EXERCISE GOAL: Where in the data does the word "Some" appear? Find those lines and copy them.

RECORDED INFORMATION:
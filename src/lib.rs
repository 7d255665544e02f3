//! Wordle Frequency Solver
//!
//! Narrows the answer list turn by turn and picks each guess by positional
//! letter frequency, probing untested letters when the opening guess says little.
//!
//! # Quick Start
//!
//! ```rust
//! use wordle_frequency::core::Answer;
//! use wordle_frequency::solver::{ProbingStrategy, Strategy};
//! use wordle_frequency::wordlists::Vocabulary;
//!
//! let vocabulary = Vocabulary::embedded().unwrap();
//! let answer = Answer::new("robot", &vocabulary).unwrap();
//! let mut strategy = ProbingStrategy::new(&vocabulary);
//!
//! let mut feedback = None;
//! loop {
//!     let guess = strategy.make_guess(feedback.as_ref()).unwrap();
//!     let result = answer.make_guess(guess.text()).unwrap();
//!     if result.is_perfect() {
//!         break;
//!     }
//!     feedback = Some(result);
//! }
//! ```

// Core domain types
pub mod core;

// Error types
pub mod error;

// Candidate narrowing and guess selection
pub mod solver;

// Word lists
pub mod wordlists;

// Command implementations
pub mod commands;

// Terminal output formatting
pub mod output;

* * *

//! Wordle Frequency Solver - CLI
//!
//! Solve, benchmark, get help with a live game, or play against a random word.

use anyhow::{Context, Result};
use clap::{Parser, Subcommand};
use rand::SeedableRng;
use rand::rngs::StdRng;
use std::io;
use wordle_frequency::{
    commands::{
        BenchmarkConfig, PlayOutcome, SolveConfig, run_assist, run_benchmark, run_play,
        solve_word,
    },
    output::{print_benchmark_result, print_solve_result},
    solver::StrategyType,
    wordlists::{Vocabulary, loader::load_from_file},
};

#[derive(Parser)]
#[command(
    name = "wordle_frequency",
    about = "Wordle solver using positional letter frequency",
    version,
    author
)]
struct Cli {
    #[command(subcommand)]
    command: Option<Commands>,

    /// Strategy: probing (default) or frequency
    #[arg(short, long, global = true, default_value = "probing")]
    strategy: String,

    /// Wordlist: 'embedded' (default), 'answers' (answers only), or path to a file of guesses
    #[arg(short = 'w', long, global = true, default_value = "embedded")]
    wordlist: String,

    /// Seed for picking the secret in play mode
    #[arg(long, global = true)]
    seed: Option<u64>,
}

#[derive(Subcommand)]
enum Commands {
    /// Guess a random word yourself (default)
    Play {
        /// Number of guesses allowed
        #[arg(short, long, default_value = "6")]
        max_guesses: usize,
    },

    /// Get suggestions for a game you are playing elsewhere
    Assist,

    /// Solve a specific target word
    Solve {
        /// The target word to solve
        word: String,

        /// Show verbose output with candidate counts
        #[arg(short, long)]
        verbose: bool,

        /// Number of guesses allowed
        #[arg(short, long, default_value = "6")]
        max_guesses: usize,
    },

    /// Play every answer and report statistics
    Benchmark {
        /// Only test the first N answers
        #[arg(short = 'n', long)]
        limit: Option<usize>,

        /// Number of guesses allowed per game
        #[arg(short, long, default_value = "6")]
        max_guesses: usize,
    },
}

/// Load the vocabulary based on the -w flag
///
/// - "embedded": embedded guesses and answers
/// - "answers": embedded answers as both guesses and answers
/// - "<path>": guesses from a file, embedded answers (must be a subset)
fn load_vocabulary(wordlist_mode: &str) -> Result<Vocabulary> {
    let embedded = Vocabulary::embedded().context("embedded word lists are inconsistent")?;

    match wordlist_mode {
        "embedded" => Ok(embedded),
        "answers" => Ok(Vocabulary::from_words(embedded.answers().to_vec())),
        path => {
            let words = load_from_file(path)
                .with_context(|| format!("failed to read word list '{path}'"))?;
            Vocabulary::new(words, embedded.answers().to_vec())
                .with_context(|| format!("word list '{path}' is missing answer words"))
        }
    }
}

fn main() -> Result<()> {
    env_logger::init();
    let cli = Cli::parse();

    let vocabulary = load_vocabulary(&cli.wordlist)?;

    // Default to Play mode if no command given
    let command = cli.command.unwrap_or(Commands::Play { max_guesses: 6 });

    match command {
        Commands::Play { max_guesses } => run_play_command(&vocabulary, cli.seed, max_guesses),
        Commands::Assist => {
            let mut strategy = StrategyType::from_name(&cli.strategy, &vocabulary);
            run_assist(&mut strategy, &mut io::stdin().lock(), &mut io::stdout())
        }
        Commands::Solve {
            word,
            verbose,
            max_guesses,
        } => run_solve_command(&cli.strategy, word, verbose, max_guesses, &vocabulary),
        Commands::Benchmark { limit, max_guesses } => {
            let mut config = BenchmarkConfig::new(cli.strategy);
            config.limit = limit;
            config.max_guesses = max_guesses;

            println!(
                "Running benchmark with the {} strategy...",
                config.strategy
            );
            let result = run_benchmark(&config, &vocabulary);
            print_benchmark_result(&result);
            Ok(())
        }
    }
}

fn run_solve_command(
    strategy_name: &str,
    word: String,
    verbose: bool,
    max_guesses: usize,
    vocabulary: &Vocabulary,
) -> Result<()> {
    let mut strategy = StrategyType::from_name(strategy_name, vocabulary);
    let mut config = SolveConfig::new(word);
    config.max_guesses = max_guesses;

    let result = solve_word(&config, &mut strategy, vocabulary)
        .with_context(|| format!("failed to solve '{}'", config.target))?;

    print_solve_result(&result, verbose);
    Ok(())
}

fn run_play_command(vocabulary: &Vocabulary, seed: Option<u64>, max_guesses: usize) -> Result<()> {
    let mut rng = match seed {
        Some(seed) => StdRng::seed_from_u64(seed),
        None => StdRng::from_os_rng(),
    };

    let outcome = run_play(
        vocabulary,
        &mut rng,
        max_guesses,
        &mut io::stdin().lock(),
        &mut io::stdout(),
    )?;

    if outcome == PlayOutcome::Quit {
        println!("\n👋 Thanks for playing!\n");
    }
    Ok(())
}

THE COMPLETED TASK:
//!     feedback = Some(result);
        Some(seed) => StdRng::seed_from_u64(seed),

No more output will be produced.